Exercise goal » Transcribe exactly everything in the data below from the line containing "for Redis-Protocol Backends" down to the line containing "see a single", both lines included and nothing further.

Records shown »
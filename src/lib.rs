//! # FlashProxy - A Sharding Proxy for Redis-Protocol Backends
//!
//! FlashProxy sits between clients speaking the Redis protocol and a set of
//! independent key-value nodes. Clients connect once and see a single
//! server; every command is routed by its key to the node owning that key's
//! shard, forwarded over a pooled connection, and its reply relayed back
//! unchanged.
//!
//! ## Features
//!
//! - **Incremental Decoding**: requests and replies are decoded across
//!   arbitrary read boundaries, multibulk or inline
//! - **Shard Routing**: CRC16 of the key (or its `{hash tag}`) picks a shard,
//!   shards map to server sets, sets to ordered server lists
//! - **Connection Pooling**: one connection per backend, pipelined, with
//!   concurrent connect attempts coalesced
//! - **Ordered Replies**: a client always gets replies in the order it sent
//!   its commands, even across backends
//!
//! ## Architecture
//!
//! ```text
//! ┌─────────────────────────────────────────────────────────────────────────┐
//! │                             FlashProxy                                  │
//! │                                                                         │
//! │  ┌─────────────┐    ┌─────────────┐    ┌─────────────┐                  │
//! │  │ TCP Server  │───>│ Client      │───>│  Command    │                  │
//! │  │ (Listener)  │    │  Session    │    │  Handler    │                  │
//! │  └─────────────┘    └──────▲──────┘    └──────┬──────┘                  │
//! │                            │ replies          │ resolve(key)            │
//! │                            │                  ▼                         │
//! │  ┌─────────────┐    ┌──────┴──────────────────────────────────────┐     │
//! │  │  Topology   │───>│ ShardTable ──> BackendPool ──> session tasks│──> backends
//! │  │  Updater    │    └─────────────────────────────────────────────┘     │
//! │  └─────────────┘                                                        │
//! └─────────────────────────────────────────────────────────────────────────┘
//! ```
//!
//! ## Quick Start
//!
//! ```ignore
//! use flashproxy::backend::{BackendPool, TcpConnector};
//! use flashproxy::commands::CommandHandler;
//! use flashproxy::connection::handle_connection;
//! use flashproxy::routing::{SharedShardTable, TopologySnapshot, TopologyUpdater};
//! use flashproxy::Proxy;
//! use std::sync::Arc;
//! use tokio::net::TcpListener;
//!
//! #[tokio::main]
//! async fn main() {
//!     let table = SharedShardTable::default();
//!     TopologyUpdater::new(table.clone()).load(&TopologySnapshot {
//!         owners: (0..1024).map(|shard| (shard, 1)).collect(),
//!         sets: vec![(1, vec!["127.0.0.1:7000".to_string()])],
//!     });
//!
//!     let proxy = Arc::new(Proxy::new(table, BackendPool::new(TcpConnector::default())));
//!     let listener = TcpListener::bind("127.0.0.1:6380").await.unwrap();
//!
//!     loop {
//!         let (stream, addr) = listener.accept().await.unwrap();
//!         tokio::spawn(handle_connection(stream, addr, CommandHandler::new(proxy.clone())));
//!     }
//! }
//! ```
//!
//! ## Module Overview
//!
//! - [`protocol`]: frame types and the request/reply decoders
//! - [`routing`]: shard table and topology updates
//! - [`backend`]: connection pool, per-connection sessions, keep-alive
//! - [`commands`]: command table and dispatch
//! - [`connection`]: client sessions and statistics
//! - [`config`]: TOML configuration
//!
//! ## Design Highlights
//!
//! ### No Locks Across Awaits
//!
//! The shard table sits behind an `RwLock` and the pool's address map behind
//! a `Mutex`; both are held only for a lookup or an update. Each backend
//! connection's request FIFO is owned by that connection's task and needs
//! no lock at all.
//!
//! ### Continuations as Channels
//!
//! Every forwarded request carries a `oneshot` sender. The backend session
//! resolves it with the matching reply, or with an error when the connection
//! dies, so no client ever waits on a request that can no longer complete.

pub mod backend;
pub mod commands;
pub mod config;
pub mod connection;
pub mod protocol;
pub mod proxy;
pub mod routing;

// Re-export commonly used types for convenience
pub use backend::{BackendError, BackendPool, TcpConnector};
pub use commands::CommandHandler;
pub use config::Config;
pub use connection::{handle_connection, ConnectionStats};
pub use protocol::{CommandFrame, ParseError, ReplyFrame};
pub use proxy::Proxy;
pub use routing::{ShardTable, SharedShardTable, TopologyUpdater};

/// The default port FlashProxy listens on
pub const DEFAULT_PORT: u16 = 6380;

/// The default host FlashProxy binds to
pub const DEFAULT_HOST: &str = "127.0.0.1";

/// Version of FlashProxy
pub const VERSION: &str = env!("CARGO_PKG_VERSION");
---
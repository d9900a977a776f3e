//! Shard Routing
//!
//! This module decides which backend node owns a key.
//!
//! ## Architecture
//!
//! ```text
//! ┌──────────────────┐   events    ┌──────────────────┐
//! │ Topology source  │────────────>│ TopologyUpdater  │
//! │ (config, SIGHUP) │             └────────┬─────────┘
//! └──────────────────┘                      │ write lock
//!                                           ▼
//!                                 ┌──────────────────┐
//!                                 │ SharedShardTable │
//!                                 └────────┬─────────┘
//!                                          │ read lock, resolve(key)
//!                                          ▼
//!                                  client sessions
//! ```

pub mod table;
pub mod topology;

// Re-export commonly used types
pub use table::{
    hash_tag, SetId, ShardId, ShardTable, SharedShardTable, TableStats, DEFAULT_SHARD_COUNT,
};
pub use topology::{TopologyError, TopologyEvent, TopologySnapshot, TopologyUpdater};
==
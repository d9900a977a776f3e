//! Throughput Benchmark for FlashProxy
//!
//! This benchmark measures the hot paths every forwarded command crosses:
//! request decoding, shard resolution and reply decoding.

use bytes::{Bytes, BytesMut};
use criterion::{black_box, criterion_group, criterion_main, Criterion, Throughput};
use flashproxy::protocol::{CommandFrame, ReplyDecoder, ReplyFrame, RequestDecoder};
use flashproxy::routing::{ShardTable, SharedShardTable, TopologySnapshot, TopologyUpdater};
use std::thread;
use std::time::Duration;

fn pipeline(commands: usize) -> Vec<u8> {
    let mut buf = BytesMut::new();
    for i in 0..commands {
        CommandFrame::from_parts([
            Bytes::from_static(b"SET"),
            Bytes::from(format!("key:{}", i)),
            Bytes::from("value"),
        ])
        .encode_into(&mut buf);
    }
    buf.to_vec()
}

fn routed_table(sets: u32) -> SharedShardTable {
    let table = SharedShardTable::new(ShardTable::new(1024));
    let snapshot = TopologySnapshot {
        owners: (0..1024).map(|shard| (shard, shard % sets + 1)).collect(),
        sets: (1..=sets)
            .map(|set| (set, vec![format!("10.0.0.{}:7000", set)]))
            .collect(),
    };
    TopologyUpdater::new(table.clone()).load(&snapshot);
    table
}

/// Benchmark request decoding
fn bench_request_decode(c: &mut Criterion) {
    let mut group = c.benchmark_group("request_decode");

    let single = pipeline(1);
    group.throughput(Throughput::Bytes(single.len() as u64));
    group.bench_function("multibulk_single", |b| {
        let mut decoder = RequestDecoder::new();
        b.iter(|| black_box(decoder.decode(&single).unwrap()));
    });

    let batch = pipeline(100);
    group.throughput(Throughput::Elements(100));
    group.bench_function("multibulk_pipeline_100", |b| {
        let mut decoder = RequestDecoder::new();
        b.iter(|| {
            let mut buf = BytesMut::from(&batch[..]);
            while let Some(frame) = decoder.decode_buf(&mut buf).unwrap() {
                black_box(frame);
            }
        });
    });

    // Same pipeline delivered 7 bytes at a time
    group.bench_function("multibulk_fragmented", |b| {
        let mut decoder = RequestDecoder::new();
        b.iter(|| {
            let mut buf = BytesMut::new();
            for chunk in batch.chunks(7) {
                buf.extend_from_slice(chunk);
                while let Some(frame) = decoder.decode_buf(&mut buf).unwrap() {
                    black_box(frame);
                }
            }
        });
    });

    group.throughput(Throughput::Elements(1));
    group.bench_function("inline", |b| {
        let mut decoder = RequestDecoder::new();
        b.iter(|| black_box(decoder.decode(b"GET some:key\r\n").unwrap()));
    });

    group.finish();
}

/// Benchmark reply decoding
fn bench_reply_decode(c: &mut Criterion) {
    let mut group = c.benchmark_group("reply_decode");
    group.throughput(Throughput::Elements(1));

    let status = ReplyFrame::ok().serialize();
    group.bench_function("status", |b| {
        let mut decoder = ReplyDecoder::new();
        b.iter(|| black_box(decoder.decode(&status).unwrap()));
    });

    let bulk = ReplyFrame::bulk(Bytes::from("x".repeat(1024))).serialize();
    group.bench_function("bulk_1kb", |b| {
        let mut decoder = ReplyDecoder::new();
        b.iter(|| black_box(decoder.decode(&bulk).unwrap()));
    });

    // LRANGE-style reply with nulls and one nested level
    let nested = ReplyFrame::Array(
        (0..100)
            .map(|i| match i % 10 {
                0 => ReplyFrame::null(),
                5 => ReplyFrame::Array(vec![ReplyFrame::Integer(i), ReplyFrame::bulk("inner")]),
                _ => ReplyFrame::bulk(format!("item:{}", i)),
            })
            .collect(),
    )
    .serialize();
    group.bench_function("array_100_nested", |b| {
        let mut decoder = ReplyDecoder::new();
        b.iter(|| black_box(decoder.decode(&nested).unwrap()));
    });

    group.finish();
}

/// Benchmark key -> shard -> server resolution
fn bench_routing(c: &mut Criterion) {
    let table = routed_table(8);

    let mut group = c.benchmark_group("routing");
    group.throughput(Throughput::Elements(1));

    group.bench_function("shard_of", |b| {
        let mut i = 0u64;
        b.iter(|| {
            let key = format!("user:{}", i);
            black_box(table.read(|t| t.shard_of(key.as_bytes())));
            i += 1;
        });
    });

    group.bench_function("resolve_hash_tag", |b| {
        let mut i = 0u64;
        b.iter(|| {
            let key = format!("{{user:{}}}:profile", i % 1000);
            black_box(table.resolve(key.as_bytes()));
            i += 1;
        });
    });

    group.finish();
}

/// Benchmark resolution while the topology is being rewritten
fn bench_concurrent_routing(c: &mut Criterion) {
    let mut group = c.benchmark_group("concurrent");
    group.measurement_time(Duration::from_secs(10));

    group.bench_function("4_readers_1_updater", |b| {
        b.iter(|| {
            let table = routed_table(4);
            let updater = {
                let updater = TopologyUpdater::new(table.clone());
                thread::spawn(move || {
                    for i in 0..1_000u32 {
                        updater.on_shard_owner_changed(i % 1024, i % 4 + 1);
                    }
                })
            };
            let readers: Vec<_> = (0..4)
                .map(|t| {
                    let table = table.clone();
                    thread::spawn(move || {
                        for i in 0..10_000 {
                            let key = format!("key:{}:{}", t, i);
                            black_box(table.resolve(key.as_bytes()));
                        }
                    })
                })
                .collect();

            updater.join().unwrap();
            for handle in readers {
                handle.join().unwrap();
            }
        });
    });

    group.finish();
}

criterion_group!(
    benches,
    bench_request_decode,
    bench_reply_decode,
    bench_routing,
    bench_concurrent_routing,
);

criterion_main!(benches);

Written solution »
//! # FlashProxy - A Sharding Proxy for Redis-Protocol Backends
//!
//! FlashProxy sits between clients speaking the Redis protocol and a set of
//! independent key-value nodes. Clients connect once and see a single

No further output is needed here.